Airflow in a barn is an essential piece of the puzzle when prioritizing animal health. Air quality matters. If it’s not a priority, respiratory health problems can develop, putting your entire livestock at risk.
A well-ventilated barn does not happen accidentally. It takes smart design and, often, additional elements such as barn fans to ensure the air moves safely. In addition, stagnant air is removed.
Here is how airflow works in barns and what you can do to control it.
Airflow Impacts Temperature & Humidity
A well-ventilated barn does several things. It controls the air temperature, keeping temperatures between 10 and 24 degrees Celsius. It helps control humidity, avoiding overly dry or moist conditions.
Moisture build-up can be a huge risk to animals as it breeds dust, pathogens, and bacteria across bedding, manure, and feeding materials. Airflow also helps move out gases, such as ammonia and hydrogen sulphide.
Air Velocity Is Central to Airflow
Airflow shouldn’t occur quickly or abruptly. Sudden temperature shifts, for example, can be very uncomfortable for animals to cope with.
Airflow should also be evenly distributed throughout a barn to minimize drafts and sudden shifts in temperature. A constant, slow shifting of air is what you want, moving out warm, moist, dusty, and smelly air in favour of fresh air.
Airflow Alters How Much Moisture Is Left In A Barn
The air holds moisture. As the temperature rises, the amount of moisture that air can carry rises. Cold air has a low moisture-holding capacity by comparison.
Airflow and ventilation must be designed to heat incoming fresh air to remove the moisture inside the barn. This can be key in several barns, as if no heating element is included within an airflow system, a much larger volume of air must be exchanged. This is to remove excess moisture.

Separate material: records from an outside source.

//! # todosync core
//!
//! The two abstractions every todosync store is built from.
//!
//! - **Reducer**: pure function `(State, Action, Environment) → (State, Effects)`
//! - **Effect**: description of asynchronous work (a remote call, a fan-out of
//!   calls). Effects are values; the runtime executes them and feeds the
//!   action they produce back into the reducer.
//!
//! Reducers never perform I/O themselves. A synchronization command such as
//! "add a task" is reduced into a status change plus an [`effect::Effect::Future`]
//! that calls the remote service; the outcome of that call comes back as a
//! separate response action.
//!
//! ## Example
//!
//! ```
//! use todosync_core::{effect::Effect, reducer::Reducer, smallvec, SmallVec};
//!
//! #[derive(Default)]
//! struct Titles {
//!     items: Vec<String>,
//! }
//!
//! enum TitleAction {
//!     Add(String),
//!     Clear,
//! }
//!
//! struct TitleReducer;
//!
//! impl Reducer for TitleReducer {
//!     type State = Titles;
//!     type Action = TitleAction;
//!     type Environment = ();
//!
//!     fn reduce(
//!         &self,
//!         state: &mut Titles,
//!         action: TitleAction,
//!         _env: &(),
//!     ) -> SmallVec<[Effect<TitleAction>; 4]> {
//!         match action {
//!             TitleAction::Add(title) => state.items.push(title),
//!             TitleAction::Clear => state.items.clear(),
//!         }
//!         smallvec![Effect::None]
//!     }
//! }
//!
//! let mut state = Titles::default();
//! let _ = TitleReducer.reduce(&mut state, TitleAction::Add("Buy milk".into()), &());
//! assert_eq!(state.items, vec!["Buy milk".to_string()]);
//! ```

pub use smallvec::{SmallVec, smallvec};

/// Reducer module - the trait holding all state transitions
pub mod reducer {
    use super::SmallVec;
    use super::effect::Effect;

    /// The Reducer trait - core abstraction for state transitions
    ///
    /// # Type Parameters
    ///
    /// - `State`: The state this reducer owns
    /// - `Action`: The closed set of inputs it accepts
    /// - `Environment`: Injected dependencies (remote service clients)
    ///
    /// Implementations must be deterministic: the same state and action always
    /// produce the same new state and the same effect descriptions.
    pub trait Reducer {
        /// The state type this reducer operates on
        type State;

        /// The action type this reducer processes
        type Action;

        /// The environment type with injected dependencies
        type Environment;

        /// Reduce an action into state changes and effects
        ///
        /// Updates `state` in place and returns the effects the runtime must
        /// execute. An empty vector or a lone [`Effect::None`] means there is
        /// nothing to run.
        fn reduce(
            &self,
            state: &mut Self::State,
            action: Self::Action,
            env: &Self::Environment,
        ) -> SmallVec<[Effect<Self::Action>; 4]>;
    }
}

/// Effect module - side effect descriptions
pub mod effect {
    use std::future::Future;
    use std::pin::Pin;

    /// Boxed future produced by [`Effect::Future`]
    pub type EffectFuture<Action> = Pin<Box<dyn Future<Output = Option<Action>> + Send>>;

    /// Effect type - describes a side effect to be executed
    ///
    /// Effects are NOT executed by the reducer. They are returned to the store,
    /// which runs them and sends any resulting action back through the reducer.
    pub enum Effect<Action> {
        /// No-op effect
        None,

        /// Run effects concurrently
        Parallel(Vec<Effect<Action>>),

        /// Arbitrary async computation
        ///
        /// If the future resolves to `Some(action)`, the action is fed back into
        /// the reducer.
        Future(EffectFuture<Action>),
    }

    // Manual Debug implementation since Future doesn't implement Debug
    impl<Action> std::fmt::Debug for Effect<Action> {
        fn fmt(&self, f: &mut std::fmt::Formatter<'_>) -> std::fmt::Result {
            match self {
                Effect::None => write!(f, "Effect::None"),
                Effect::Parallel(effects) => {
                    f.debug_tuple("Effect::Parallel").field(effects).finish()
                },
                Effect::Future(_) => write!(f, "Effect::Future(<future>)"),
            }
        }
    }

    impl<Action> Effect<Action> {
        /// Wrap an async block as an effect
        #[must_use]
        pub fn future<F>(fut: F) -> Self
        where
            F: Future<Output = Option<Action>> + Send + 'static,
        {
            Effect::Future(Box::pin(fut))
        }

        /// Combine effects to run in parallel
        ///
        /// Empty input collapses to [`Effect::None`].
        #[must_use]
        pub fn merge(effects: Vec<Effect<Action>>) -> Effect<Action> {
            if effects.is_empty() {
                Effect::None
            } else {
                Effect::Parallel(effects)
            }
        }

        /// Whether this effect has nothing to execute
        #[must_use]
        pub fn is_none(&self) -> bool {
            match self {
                Effect::None => true,
                Effect::Parallel(effects) => effects.iter().all(Effect::is_none),
                Effect::Future(_) => false,
            }
        }
    }
}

Mechanical Airflow Uses Barn Fans to Move Air
In most situations, barn fans are required to move air efficiently and maximize airflow. Fan-ventilated barns use fans as small vacuums in small openings in the structure to create jets of air from inlets.
Incoming air can be heated quickly to remove its draft potential, and moisture is captured, lifted, and released. You’re treating the incoming air exactly how airflow works in barns. Mechanical ventilation systems leave nothing to chance.
How to Use Barn Exhaust Fans
Barn exhaust fans do not have to be large to provide sufficient supplemental heat and air to maintain continuous exchange year-round. Barn exhaust fans should provide at least two air changes every hour.
Many barns limit themselves to one air change per hour to minimize mechanical airflow costs. Most barn exhaust fans have a two-speed or variable-speed feature. A temperature sensor can control these exhaust fans, which automates operations without human intervention.
Warm Air Rises Because It’s Less Dense and Lighter
Airflow naturally tends to raise warm air. Natural barn ventilation systems use this wisely. Warm air rises and can be exhausted in a peak vent or chimney, carrying moisture and active gases.
Fresh air intake must be properly designed for this to happen. A poor inlet design can mean cold air and drafts during fall and spring, minimizing the temperature contrast required from outside to inside.
Natural Ventilation Systems Use Air Buoyancy and Wind
Natural ventilation systems use how air moves and behaves to create airflow in barns. As they’re organic, they operate quietly but require more management and often do not exclusively manage the air quality inside a barn.
Natural systems require building orientation. Length must be perpendicular to the prevailing wind, removing obstructions around the barn. Some barns are naturally cold, others moderately warm, and each requires a different design to maximize optimum ventilation.
How Air Inlets in a Barn Work
Air inlets are slot-like openings typically at the top of side walls from outside or in the ceiling. Air inlets are an alternative to windows, which must be adjusted as temperature or airflow changes. Inlets don’t require the same ongoing management.
This aside, a barn that is already leaky may not need fresh air inlets as they already have ventilation. The challenge with a barn like this is preventing drafts from air infiltration. An internal air duct system can mix barn air with infiltration air to create blended air that mitigates draft problems.
Monitoring Airflow in a Barn
Monitoring airflow effects is essential. Have monitors on your fans and heating system to limit total costs and automate barn airflow operations. A minimum-maximum thermometer can monitor temperature fluctuations.
Barn humidity can also be monitored, as can air movement and drafts. Gas detection tubes can be installed to detect ammonia, carbon dioxide, and other toxic gases.